Exercise data>
-- -- --

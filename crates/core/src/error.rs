//! Domain error model.

use thiserror::Error;

/// Result type used across the domain layer.
pub type DomainResult<T> = Result<T, DomainError>;

/// Domain-level error.
///
/// Keep this focused on deterministic, business/domain failures (validation,
/// invariants, conflicts). Infrastructure concerns belong elsewhere.
#[derive(Debug, Error, Clone, PartialEq, Eq)]
pub enum DomainError {
    /// A value failed validation (e.g. malformed input).
    #[error("validation failed: {0}")]
    Validation(String),

    /// A domain invariant was violated.
    #[error("invariant violated: {0}")]
    InvariantViolation(String),

    /// An identifier was invalid (e.g. parse failure).
    #[error("invalid identifier: {0}")]
    InvalidId(String),

    /// A requested resource was not found (domain-level).
    #[error("not found")]
    NotFound,

    /// A conflict occurred (e.g. a single-use token consumed twice).
    #[error("conflict: {0}")]
    Conflict(String),
}

impl DomainError {
    pub fn validation(msg: impl Into<String>) -> Self {
        Self::Validation(msg.into())
    }

    pub fn invariant(msg: impl Into<String>) -> Self {
        Self::InvariantViolation(msg.into())
    }

    pub fn invalid_id(msg: impl Into<String>) -> Self {
        Self::InvalidId(msg.into())
    }

    pub fn conflict(msg: impl Into<String>) -> Self {
        Self::Conflict(msg.into())
    }

    pub fn not_found() -> Self {
        Self::NotFound
    }
}
//! `fleetgate-access` — session & access-control core (zero-trust).
//!
//! This crate decides, on every protected entry point, whether the caller may
//! proceed or must be redirected, and keeps that decision consistent across
//! asynchronous identity-provider events. It is intentionally decoupled from
//! HTTP, storage, and rendering: the identity provider, profile store, and
//! navigation are boundary traits.

pub mod context;
pub mod gate;
pub mod identity;
pub mod invitation;
pub mod navigation;
pub mod profile;
pub mod provider;
pub mod role;
pub mod route;
pub mod router;
pub mod session;
pub mod signup;
pub mod store;

pub use context::{AccessContext, AccessSnapshot, SignOutHandle};
pub use gate::{GateError, GateHandle, GateState, MountedGate, SessionGate};
pub use identity::{AuthError, IdentityService, SignOut};
pub use invitation::{InvitationClaim, InvitationToken};
pub use navigation::Navigator;
pub use profile::{AccountStatus, NewProfile, Profile, ProfileResolver, ResolveError};
pub use provider::{AuthEvent, AuthEvents, IdentityProvider, NewSignup, ProviderError};
pub use role::Role;
pub use route::SuspensionReason;
pub use router::{Decision, Redirect, decide};
pub use session::{Authenticated, Identity, IdentityMetadata, Session, SessionToken};
pub use signup::{SignupError, SignupFlow, SignupForm};
pub use store::{ProfileStore, StoreError};
use serde::{Deserialize, Serialize};

/// Identity class of a platform account.
///
/// This is a closed set: every role has exactly one canonical landing route
/// (see [`crate::route`]), and protected areas constrain access to a subset
/// of these roles. Wire names match the profile store column values.
#[derive(Debug, Clone, Copy, PartialEq, Eq, Hash, Serialize, Deserialize)]
#[serde(rename_all = "snake_case")]
pub enum Role {
    /// Operator of the platform itself.
    PlatformOwner,
    /// Self-service transport manager.
    Tm,
    /// Administrator of a company (tenant) account.
    CompanyAdmin,
    /// Read-only member of a company account.
    CompanyViewer,
}

impl Role {
    pub const ALL: [Role; 4] = [
        Role::PlatformOwner,
        Role::Tm,
        Role::CompanyAdmin,
        Role::CompanyViewer,
    ];

    pub fn as_str(&self) -> &'static str {
        match self {
            Role::PlatformOwner => "platform_owner",
            Role::Tm => "tm",
            Role::CompanyAdmin => "company_admin",
            Role::CompanyViewer => "company_viewer",
        }
    }

    /// Company roles are scoped to a tenant and only granted via invitation.
    pub fn is_company_role(&self) -> bool {
        matches!(self, Role::CompanyAdmin | Role::CompanyViewer)
    }
}

impl core::fmt::Display for Role {
    fn fmt(&self, f: &mut core::fmt::Formatter<'_>) -> core::fmt::Result {
        f.write_str(self.as_str())
    }
}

-- -- --

About this exercise>
Please say how many lines in the records above contain the string "tenant", giving no other words.

Written answer>
2